Each entry needs to be reproduced exactly, with none left out.

⁂

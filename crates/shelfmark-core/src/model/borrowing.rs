use chrono::{DateTime, Utc};
use serde::{Deserialize, Serialize};

use crate::catalog::{EntityKind, FieldValue, Record};
use crate::model::ids::{BookId, BorrowingId, LoanExtensionId, ReaderId};

/// A loan of a book to a reader.
///
/// `reader_id` (the borrower) and `staff_id` (who issued the loan) both point
/// into the reader table and are resolved independently.
#[derive(Debug, Clone, PartialEq, Eq, Serialize, Deserialize)]
pub struct Borrowing {
    pub id: Option<BorrowingId>,
    pub reader_id: ReaderId,
    pub book_id: BookId,
    pub staff_id: Option<ReaderId>,
    pub borrowing_date: DateTime<Utc>,
    pub due_date: DateTime<Utc>,
    pub return_date: Option<DateTime<Utc>>,
    pub is_active: bool,
    pub initial_borrowing_days: i32,
    pub total_extension_days: i32,
    pub last_extension_date: Option<DateTime<Utc>>,
}

impl Borrowing {
    /// A new active loan with no extensions.
    #[must_use]
    pub fn new(
        reader_id: ReaderId,
        book_id: BookId,
        borrowing_date: DateTime<Utc>,
        due_date: DateTime<Utc>,
        initial_borrowing_days: i32,
    ) -> Self {
        Self {
            id: None,
            reader_id,
            book_id,
            staff_id: None,
            borrowing_date,
            due_date,
            return_date: None,
            is_active: true,
            initial_borrowing_days,
            total_extension_days: 0,
            last_extension_date: None,
        }
    }

    #[must_use]
    pub fn issued_by(mut self, staff_id: ReaderId) -> Self {
        self.staff_id = Some(staff_id);
        self
    }
}

impl Record for Borrowing {
    const KIND: EntityKind = EntityKind::Borrowing;

    fn id(&self) -> Option<i64> {
        self.id.map(BorrowingId::get)
    }

    fn values(&self) -> Vec<(&'static str, FieldValue<'_>)> {
        vec![
            ("ReaderId", FieldValue::Reference(Some(self.reader_id.get()))),
            ("BookId", FieldValue::Reference(Some(self.book_id.get()))),
            (
                "StaffId",
                FieldValue::Reference(self.staff_id.map(ReaderId::get)),
            ),
            ("BorrowingDate", FieldValue::DateTime(Some(self.borrowing_date))),
            ("DueDate", FieldValue::DateTime(Some(self.due_date))),
            ("ReturnDate", FieldValue::DateTime(self.return_date)),
            ("IsActive", FieldValue::Boolean(Some(self.is_active))),
            (
                "InitialBorrowingDays",
                FieldValue::Integer(Some(i64::from(self.initial_borrowing_days))),
            ),
            (
                "TotalExtensionDays",
                FieldValue::Integer(Some(i64::from(self.total_extension_days))),
            ),
            ("LastExtensionDate", FieldValue::DateTime(self.last_extension_date)),
        ]
    }
}

/// One extension granted on a borrowing.
#[derive(Debug, Clone, PartialEq, Eq, Serialize, Deserialize)]
pub struct LoanExtension {
    pub id: Option<LoanExtensionId>,
    pub borrowing_id: BorrowingId,
    pub extension_date: DateTime<Utc>,
    pub extension_days: i32,
}

impl LoanExtension {
    #[must_use]
    pub fn new(borrowing_id: BorrowingId, extension_date: DateTime<Utc>, extension_days: i32) -> Self {
        Self {
            id: None,
            borrowing_id,
            extension_date,
            extension_days,
        }
    }
}

impl Record for LoanExtension {
    const KIND: EntityKind = EntityKind::LoanExtension;

    fn id(&self) -> Option<i64> {
        self.id.map(LoanExtensionId::get)
    }

    fn values(&self) -> Vec<(&'static str, FieldValue<'_>)> {
        vec![
            ("BorrowingId", FieldValue::Reference(Some(self.borrowing_id.get()))),
            ("ExtensionDate", FieldValue::DateTime(Some(self.extension_date))),
            (
                "ExtensionDays",
                FieldValue::Integer(Some(i64::from(self.extension_days))),
            ),
        ]
    }
}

⁂

> _SOLUTION FOR THIS TASK_:
filename crates/shelfmark-core/src/model/borrowing.rs
use chrono::{DateTime, Utc};
use serde::{Deserialize, Serialize};

use crate::catalog::{EntityKind, FieldValue, Record};
use crate::model::ids::{BookId, BorrowingId, LoanExtensionId, ReaderId};

/// A loan of a book to a reader.
///
/// `reader_id` (the borrower) and `staff_id` (who issued the loan) both point
/// into the reader table and are resolved independently.
#[derive(Debug, Clone, PartialEq, Eq, Serialize, Deserialize)]
pub struct Borrowing {
    pub id: Option<BorrowingId>,
    pub reader_id: ReaderId,
    pub book_id: BookId,
    pub staff_id: Option<ReaderId>,
    pub borrowing_date: DateTime<Utc>,
    pub due_date: DateTime<Utc>,
    pub return_date: Option<DateTime<Utc>>,
    pub is_active: bool,
    pub initial_borrowing_days: i32,
    pub total_extension_days: i32,
    pub last_extension_date: Option<DateTime<Utc>>,
}

impl Borrowing {
    /// A new active loan with no extensions.
    #[must_use]
    pub fn new(
        reader_id: ReaderId,
        book_id: BookId,
        borrowing_date: DateTime<Utc>,
        due_date: DateTime<Utc>,
        initial_borrowing_days: i32,
    ) -> Self {
        Self {
            id: None,
            reader_id,
            book_id,
            staff_id: None,
            borrowing_date,
            due_date,
            return_date: None,
            is_active: true,
            initial_borrowing_days,
            total_extension_days: 0,
            last_extension_date: None,
        }
    }

    #[must_use]
    pub fn issued_by(mut self, staff_id: ReaderId) -> Self {
        self.staff_id = Some(staff_id);
        self
    }
}

impl Record for Borrowing {
    const KIND: EntityKind = EntityKind::Borrowing;

    fn id(&self) -> Option<i64> {
        self.id.map(BorrowingId::get)
    }

    fn values(&self) -> Vec<(&'static str, FieldValue<'_>)> {
        vec![
            ("ReaderId", FieldValue::Reference(Some(self.reader_id.get()))),
            ("BookId", FieldValue::Reference(Some(self.book_id.get()))),
            (
                "StaffId",
                FieldValue::Reference(self.staff_id.map(ReaderId::get)),
            ),
            ("BorrowingDate", FieldValue::DateTime(Some(self.borrowing_date))),
            ("DueDate", FieldValue::DateTime(Some(self.due_date))),
            ("ReturnDate", FieldValue::DateTime(self.return_date)),
            ("IsActive", FieldValue::Boolean(Some(self.is_active))),
            (
                "InitialBorrowingDays",
                FieldValue::Integer(Some(i64::from(self.initial_borrowing_days))),
            ),
            (
                "TotalExtensionDays",
                FieldValue::Integer(Some(i64::from(self.total_extension_days))),
            ),
            ("LastExtensionDate", FieldValue::DateTime(self.last_extension_date)),
        ]
    }
}

/// One extension granted on a borrowing.
#[derive(Debug, Clone, PartialEq, Eq, Serialize, Deserialize)]
pub struct LoanExtension {
    pub id: Option<LoanExtensionId>,
    pub borrowing_id: BorrowingId,
    pub extension_date: DateTime<Utc>,
    pub extension_days: i32,
}

impl LoanExtension {
    #[must_use]
    pub fn new(borrowing_id: BorrowingId, extension_date: DateTime<Utc>, extension_days: i32) -> Self {
        Self {
            id: None,
            borrowing_id,
            extension_date,
            extension_days,
        }
    }
}

impl Record for LoanExtension {
    const KIND: EntityKind = EntityKind::LoanExtension;

    fn id(&self) -> Option<i64> {
        self.id.map(LoanExtensionId::get)
    }

    fn values(&self) -> Vec<(&'static str, FieldValue<'_>)> {
        vec![
            ("BorrowingId", FieldValue::Reference(Some(self.borrowing_id.get()))),
            ("ExtensionDate", FieldValue::DateTime(Some(self.extension_date))),
            (
                "ExtensionDays",
                FieldValue::Integer(Some(i64::from(self.extension_days))),
            ),
        ]
    }
}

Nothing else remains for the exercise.